According to SIP RFC:
" Call-ID contains a globally unique identifier for this call, generated by the combination of a random string and the softphone's host name or IP address. The combination of the To tag, From tag, and Call-ID completely defines a peer-to-peer SIP relationship between Alice and Bob and is referred to as a dialog. "
I would not bother about Call-ID repeating, in normal use it is rather impossible.
Thus if someone has the same Call-ID for more than one call, he has really serious broken UAs or phones. Or I miss smthing?
-- Arek Bekiersz
Frank Fischer wrote:
On Thu, 01 Dec 2005 11:34:51 +0100, Erik wrote
Arek Bekiersz wrote:
It is usually enough to match INVITE with --first-- of
recorded BYEs
with the same CallID. It is fairly accurate.
Not if there are 2 calls at the same time using the same call_id
While this is technically against the RFC, there was some discussion that, on occasion, a UA would reuse a callID... but there should be NO situation in which 2 UAs are simultaneously using the same CallID unless you wrote the UA yourself to specifically do this.
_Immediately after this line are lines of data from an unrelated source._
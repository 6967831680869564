//! Repository for the `answers` table.
//!
//! Same transactional shape as `QuestionRepo`: the entity write comes first
//! and takes the row lock, then the version ledger entry is appended, and
//! both commit together.

use sqlx::PgPool;

use kb_core::types::DbId;

use crate::error::{DbError, DbResult};
use crate::models::answer::{Answer, CreateAnswer, UpdateAnswer};
use crate::repositories::answer_version_repo::AnswerVersionRepo;

/// Column list shared across queries to avoid repetition.
const COLUMNS: &str = "id, answer_text, tutor_id, question_id, created_at, is_edited";

const ENTITY: &str = "Answer";

/// Provides CRUD operations for answers, keeping the version ledger in sync.
pub struct AnswerRepo;

impl AnswerRepo {
    /// Insert a new answer and write version 1 in the same transaction.
    pub async fn create(pool: &PgPool, input: &CreateAnswer) -> DbResult<Answer> {
        let mut tx = pool.begin().await.map_err(DbError::Write)?;

        let query = format!(
            "INSERT INTO answers (answer_text, tutor_id, question_id)
             VALUES ($1, $2, $3)
             RETURNING {COLUMNS}"
        );
        let answer = sqlx::query_as::<_, Answer>(&query)
            .bind(&input.answer_text)
            .bind(input.tutor_id)
            .bind(input.question_id)
            .fetch_one(&mut *tx)
            .await
            .map_err(DbError::Write)?;

        let version = AnswerVersionRepo::next_version_number(&mut tx, answer.id)
            .await
            .map_err(DbError::Read)?;
        AnswerVersionRepo::append(
            &mut tx,
            answer.id,
            &answer.answer_text,
            answer.question_id,
            answer.tutor_id,
            version,
        )
        .await
        .map_err(|source| DbError::PartialCreate {
            entity: ENTITY,
            id: answer.id,
            source,
        })?;

        tx.commit().await.map_err(DbError::Write)?;
        Ok(answer)
    }

    /// Find an answer by its internal ID.
    pub async fn find_by_id(pool: &PgPool, id: DbId) -> Result<Option<Answer>, sqlx::Error> {
        let query = format!("SELECT {COLUMNS} FROM answers WHERE id = $1");
        sqlx::query_as::<_, Answer>(&query)
            .bind(id)
            .fetch_optional(pool)
            .await
    }

    /// List all answers, ordered by ID.
    pub async fn list(pool: &PgPool) -> Result<Vec<Answer>, sqlx::Error> {
        let query = format!("SELECT {COLUMNS} FROM answers ORDER BY id");
        sqlx::query_as::<_, Answer>(&query).fetch_all(pool).await
    }

    /// Replace an answer's content and append the next version snapshot.
    ///
    /// Marks the answer as edited. `question_id` is left untouched.
    pub async fn update(pool: &PgPool, id: DbId, input: &UpdateAnswer) -> DbResult<Answer> {
        let mut tx = pool.begin().await.map_err(DbError::Write)?;

        let query = format!(
            "UPDATE answers SET answer_text = $1, tutor_id = $2, is_edited = true
             WHERE id = $3
             RETURNING {COLUMNS}"
        );
        let answer = sqlx::query_as::<_, Answer>(&query)
            .bind(&input.answer_text)
            .bind(input.tutor_id)
            .bind(id)
            .fetch_optional(&mut *tx)
            .await
            .map_err(DbError::Write)?
            .ok_or(DbError::NotFound { entity: ENTITY, id })?;

        let latest = AnswerVersionRepo::latest_version_number(&mut tx, id)
            .await
            .map_err(DbError::Read)?
            .ok_or(DbError::VersionHistoryCorrupt { entity: ENTITY, id })?;
        AnswerVersionRepo::append(
            &mut tx,
            answer.id,
            &answer.answer_text,
            answer.question_id,
            answer.tutor_id,
            latest + 1,
        )
        .await
        .map_err(DbError::Write)?;

        tx.commit().await.map_err(DbError::Write)?;
        Ok(answer)
    }

    /// Delete an answer and mark its whole version history as deleted,
    /// recording who deleted it. Returns the number of versions marked.
    pub async fn delete(pool: &PgPool, id: DbId, deleted_by: DbId) -> DbResult<u64> {
        let mut tx = pool.begin().await.map_err(DbError::Write)?;

        let result = sqlx::query("DELETE FROM answers WHERE id = $1")
            .bind(id)
            .execute(&mut *tx)
            .await
            .map_err(DbError::Write)?;
        if result.rows_affected() == 0 {
            return Err(DbError::NotFound { entity: ENTITY, id });
        }

        let marked = AnswerVersionRepo::mark_all_deleted(&mut tx, id, deleted_by)
            .await
            .map_err(DbError::Write)?;

        tx.commit().await.map_err(DbError::Write)?;
        Ok(marked)
    }
}
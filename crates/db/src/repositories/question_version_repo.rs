//! Repository for the `question_versions` ledger.
//!
//! Write operations run inside the caller's transaction so a snapshot always
//! commits together with the entity write that produced it. Reads go through
//! the pool directly.

use sqlx::PgPool;

use kb_core::types::DbId;

use crate::models::question_version::QuestionVersion;

/// Column list shared across queries to avoid repetition.
const COLUMNS: &str =
    "id, question_id, question_text, tutor_id, created_at, version_number, is_deleted, deleted_by";

/// Provides append and read operations for question version snapshots.
pub struct QuestionVersionRepo;

impl QuestionVersionRepo {
    /// Get the next version number for a question (max existing + 1, or 1 if none).
    pub async fn next_version_number(
        tx: &mut sqlx::Transaction<'_, sqlx::Postgres>,
        question_id: DbId,
    ) -> Result<i32, sqlx::Error> {
        let row: (i32,) = sqlx::query_as(
            "SELECT COALESCE(MAX(version_number), 0) + 1 \
             FROM question_versions WHERE question_id = $1",
        )
        .bind(question_id)
        .fetch_one(&mut **tx)
        .await?;
        Ok(row.0)
    }

    /// Get the highest persisted version number for a question, or `None` if
    /// the question has no version rows at all.
    pub async fn latest_version_number(
        tx: &mut sqlx::Transaction<'_, sqlx::Postgres>,
        question_id: DbId,
    ) -> Result<Option<i32>, sqlx::Error> {
        let row: (Option<i32>,) =
            sqlx::query_as("SELECT MAX(version_number) FROM question_versions WHERE question_id = $1")
                .bind(question_id)
                .fetch_one(&mut **tx)
                .await?;
        Ok(row.0)
    }

    /// Append a new version snapshot within the caller's transaction.
    pub async fn append(
        tx: &mut sqlx::Transaction<'_, sqlx::Postgres>,
        question_id: DbId,
        question_text: &str,
        tutor_id: Option<DbId>,
        version_number: i32,
    ) -> Result<QuestionVersion, sqlx::Error> {
        let query = format!(
            "INSERT INTO question_versions (question_id, question_text, tutor_id, version_number)
             VALUES ($1, $2, $3, $4)
             RETURNING {COLUMNS}"
        );
        sqlx::query_as::<_, QuestionVersion>(&query)
            .bind(question_id)
            .bind(question_text)
            .bind(tutor_id)
            .bind(version_number)
            .fetch_one(&mut **tx)
            .await
    }

    /// Mark every version of a question as deleted, recording who deleted it.
    /// Returns the number of rows marked. Idempotent.
    pub async fn mark_all_deleted(
        tx: &mut sqlx::Transaction<'_, sqlx::Postgres>,
        question_id: DbId,
        deleted_by: DbId,
    ) -> Result<u64, sqlx::Error> {
        let result = sqlx::query(
            "UPDATE question_versions SET is_deleted = true, deleted_by = $2 \
             WHERE question_id = $1",
        )
        .bind(question_id)
        .bind(deleted_by)
        .execute(&mut **tx)
        .await?;
        Ok(result.rows_affected())
    }

    /// List all versions for a question, oldest first. Returns an empty list
    /// for unknown ids; the history remains readable after the question row
    /// is deleted.
    pub async fn list_by_question(
        pool: &PgPool,
        question_id: DbId,
    ) -> Result<Vec<QuestionVersion>, sqlx::Error> {
        let query = format!(
            "SELECT {COLUMNS} FROM question_versions
             WHERE question_id = $1
             ORDER BY version_number ASC"
        );
        sqlx::query_as::<_, QuestionVersion>(&query)
            .bind(question_id)
            .fetch_all(pool)
            .await
    }
}
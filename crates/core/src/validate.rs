//! Input validation for knowledge base entities.
//!
//! This module lives in `core` (zero internal deps) so it can be used by both
//! the API layer and any future CLI or import tooling.

use crate::error::CoreError;

// ---------------------------------------------------------------------------
// Limits
// ---------------------------------------------------------------------------

/// Maximum length of question and answer text.
pub const MAX_TEXT_LEN: usize = 10_000;

/// Maximum length of a tutor's full name.
pub const MAX_NAME_LEN: usize = 200;

/// Maximum length of a tutor's email address.
pub const MAX_EMAIL_LEN: usize = 320;

/// Maximum length of a tag name.
pub const MAX_TAG_LEN: usize = 100;

// ---------------------------------------------------------------------------
// Validation
// ---------------------------------------------------------------------------

/// Validate question text (non-empty, <= 10000 chars).
pub fn validate_question_text(text: &str) -> Result<(), CoreError> {
    if text.trim().is_empty() {
        return Err(CoreError::Validation(
            "Question text must not be empty".into(),
        ));
    }
    if text.len() > MAX_TEXT_LEN {
        return Err(CoreError::Validation(
            "Question text must be at most 10000 characters".into(),
        ));
    }
    Ok(())
}

/// Validate answer text (non-empty, <= 10000 chars).
pub fn validate_answer_text(text: &str) -> Result<(), CoreError> {
    if text.trim().is_empty() {
        return Err(CoreError::Validation(
            "Answer text must not be empty".into(),
        ));
    }
    if text.len() > MAX_TEXT_LEN {
        return Err(CoreError::Validation(
            "Answer text must be at most 10000 characters".into(),
        ));
    }
    Ok(())
}

/// Validate a tutor's full name (non-empty, <= 200 chars).
pub fn validate_tutor_name(name: &str) -> Result<(), CoreError> {
    if name.trim().is_empty() {
        return Err(CoreError::Validation(
            "Tutor name must not be empty".into(),
        ));
    }
    if name.len() > MAX_NAME_LEN {
        return Err(CoreError::Validation(
            "Tutor name must be at most 200 characters".into(),
        ));
    }
    Ok(())
}

/// Validate a tutor's email address (non-empty, contains '@', <= 320 chars).
pub fn validate_tutor_email(email: &str) -> Result<(), CoreError> {
    if email.trim().is_empty() {
        return Err(CoreError::Validation(
            "Tutor email must not be empty".into(),
        ));
    }
    if !email.contains('@') {
        return Err(CoreError::Validation(format!(
            "Invalid email address '{email}'"
        )));
    }
    if email.len() > MAX_EMAIL_LEN {
        return Err(CoreError::Validation(
            "Tutor email must be at most 320 characters".into(),
        ));
    }
    Ok(())
}

/// Validate a tag name (non-empty, <= 100 chars).
pub fn validate_tag_name(name: &str) -> Result<(), CoreError> {
    if name.trim().is_empty() {
        return Err(CoreError::Validation("Tag name must not be empty".into()));
    }
    if name.len() > MAX_TAG_LEN {
        return Err(CoreError::Validation(
            "Tag name must be at most 100 characters".into(),
        ));
    }
    Ok(())
}

// ---------------------------------------------------------------------------
// Tests
// ---------------------------------------------------------------------------
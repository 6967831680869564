//! Knowledge base API server library.
//!
//! Exposes the building blocks (config, state, error handling, routes) so
//! integration tests and the binary entrypoint can both access them.

pub mod config;
pub mod error;
pub mod handlers;
pub mod response;
pub mod routes;
pub mod state;
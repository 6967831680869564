//! Question version model.
//!
//! Versions are append-only snapshots of question content, written on
//! creation and on every edit. They carry no foreign keys so the history
//! survives deletion of the question itself.

use serde::Serialize;
use sqlx::FromRow;

use kb_core::types::{DbId, Timestamp};

/// A row from the `question_versions` table.
#[derive(Debug, Clone, FromRow, Serialize)]
pub struct QuestionVersion {
    pub id: DbId,
    pub question_id: DbId,
    pub question_text: String,
    pub tutor_id: Option<DbId>,
    pub created_at: Timestamp,
    pub version_number: i32,
    pub is_deleted: bool,
    pub deleted_by: Option<DbId>,
}
//! Repository for the `questions_tags` association table.

use sqlx::PgPool;

use kb_core::types::DbId;

use crate::models::tag::QuestionTag;

/// Provides attach/detach and listing for question-tag associations.
pub struct QuestionTagRepo;

impl QuestionTagRepo {
    /// Attach a tag to a question. Returns `true` if the association was
    /// newly created, `false` if it already existed.
    pub async fn attach(
        pool: &PgPool,
        question_id: DbId,
        tag_id: DbId,
    ) -> Result<bool, sqlx::Error> {
        let result = sqlx::query(
            "INSERT INTO questions_tags (question_id, tag_id) VALUES ($1, $2) \
             ON CONFLICT (question_id, tag_id) DO NOTHING",
        )
        .bind(question_id)
        .bind(tag_id)
        .execute(pool)
        .await?;
        Ok(result.rows_affected() > 0)
    }

    /// Detach a tag from a question. Returns `true` if a row was removed.
    pub async fn detach(
        pool: &PgPool,
        question_id: DbId,
        tag_id: DbId,
    ) -> Result<bool, sqlx::Error> {
        let result =
            sqlx::query("DELETE FROM questions_tags WHERE question_id = $1 AND tag_id = $2")
                .bind(question_id)
                .bind(tag_id)
                .execute(pool)
                .await?;
        Ok(result.rows_affected() > 0)
    }

    /// List every association, ordered by question then tag.
    pub async fn list_all(pool: &PgPool) -> Result<Vec<QuestionTag>, sqlx::Error> {
        sqlx::query_as::<_, QuestionTag>(
            "SELECT question_id, tag_id FROM questions_tags ORDER BY question_id, tag_id",
        )
        .fetch_all(pool)
        .await
    }

    /// List associations for one tag, ordered by question.
    pub async fn list_by_tag(pool: &PgPool, tag_id: DbId) -> Result<Vec<QuestionTag>, sqlx::Error> {
        sqlx::query_as::<_, QuestionTag>(
            "SELECT question_id, tag_id FROM questions_tags WHERE tag_id = $1 ORDER BY question_id",
        )
        .bind(tag_id)
        .fetch_all(pool)
        .await
    }
}
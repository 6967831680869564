//! Request handlers for the knowledge base API.
//!
//! Each submodule provides async handler functions for a single entity type.
//! Handlers validate input via `kb_core`, delegate to the corresponding
//! repository in `kb_db`, and map errors via [`AppError`](crate::error::AppError).

pub mod answer;
pub mod question;
pub mod question_tag;
pub mod search;
pub mod tag;
pub mod tutor;
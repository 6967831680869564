//! Core domain types shared across the knowledge base backend.
//!
//! This crate is deliberately free of web and database dependencies so the
//! validation rules and error types can be reused from any layer.

pub mod error;
pub mod types;
pub mod validate;

pub use error::{CoreError, CoreResult};
pub use types::{DbId, Timestamp};
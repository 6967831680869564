//! Answer model and DTOs.

use serde::{Deserialize, Serialize};
use sqlx::FromRow;

use kb_core::types::{DbId, Timestamp};

/// A row from the `answers` table.
#[derive(Debug, Clone, FromRow, Serialize)]
pub struct Answer {
    pub id: DbId,
    pub answer_text: String,
    pub tutor_id: Option<DbId>,
    pub question_id: DbId,
    pub created_at: Timestamp,
    pub is_edited: bool,
}

/// DTO for creating a new answer.
#[derive(Debug, Deserialize)]
pub struct CreateAnswer {
    pub answer_text: String,
    pub tutor_id: Option<DbId>,
    pub question_id: DbId,
}

/// DTO for updating an answer. An answer can never move to another question,
/// so `question_id` is absent here.
#[derive(Debug, Deserialize)]
pub struct UpdateAnswer {
    pub answer_text: String,
    pub tutor_id: Option<DbId>,
}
Do you have information about which UAs were doing this? I'd like to know which UAs to bar from usage on my network. :)
If i understand this right, the UAs are choosing the callId? If so, how could an UA know if the callId it has choosen, isn't already used by another UA in another call? Based on what are callIds created by the UA? Is there some part in the callId which is unique for a certain UA (in fact i see that the ip address of the client is a part of the callId, but this would be not unique enough i guess). Or does SER check for same CallIDs on different simultaneouse calls to make sure that their is no such case? This would mean SER would have to reject calls with same callIds?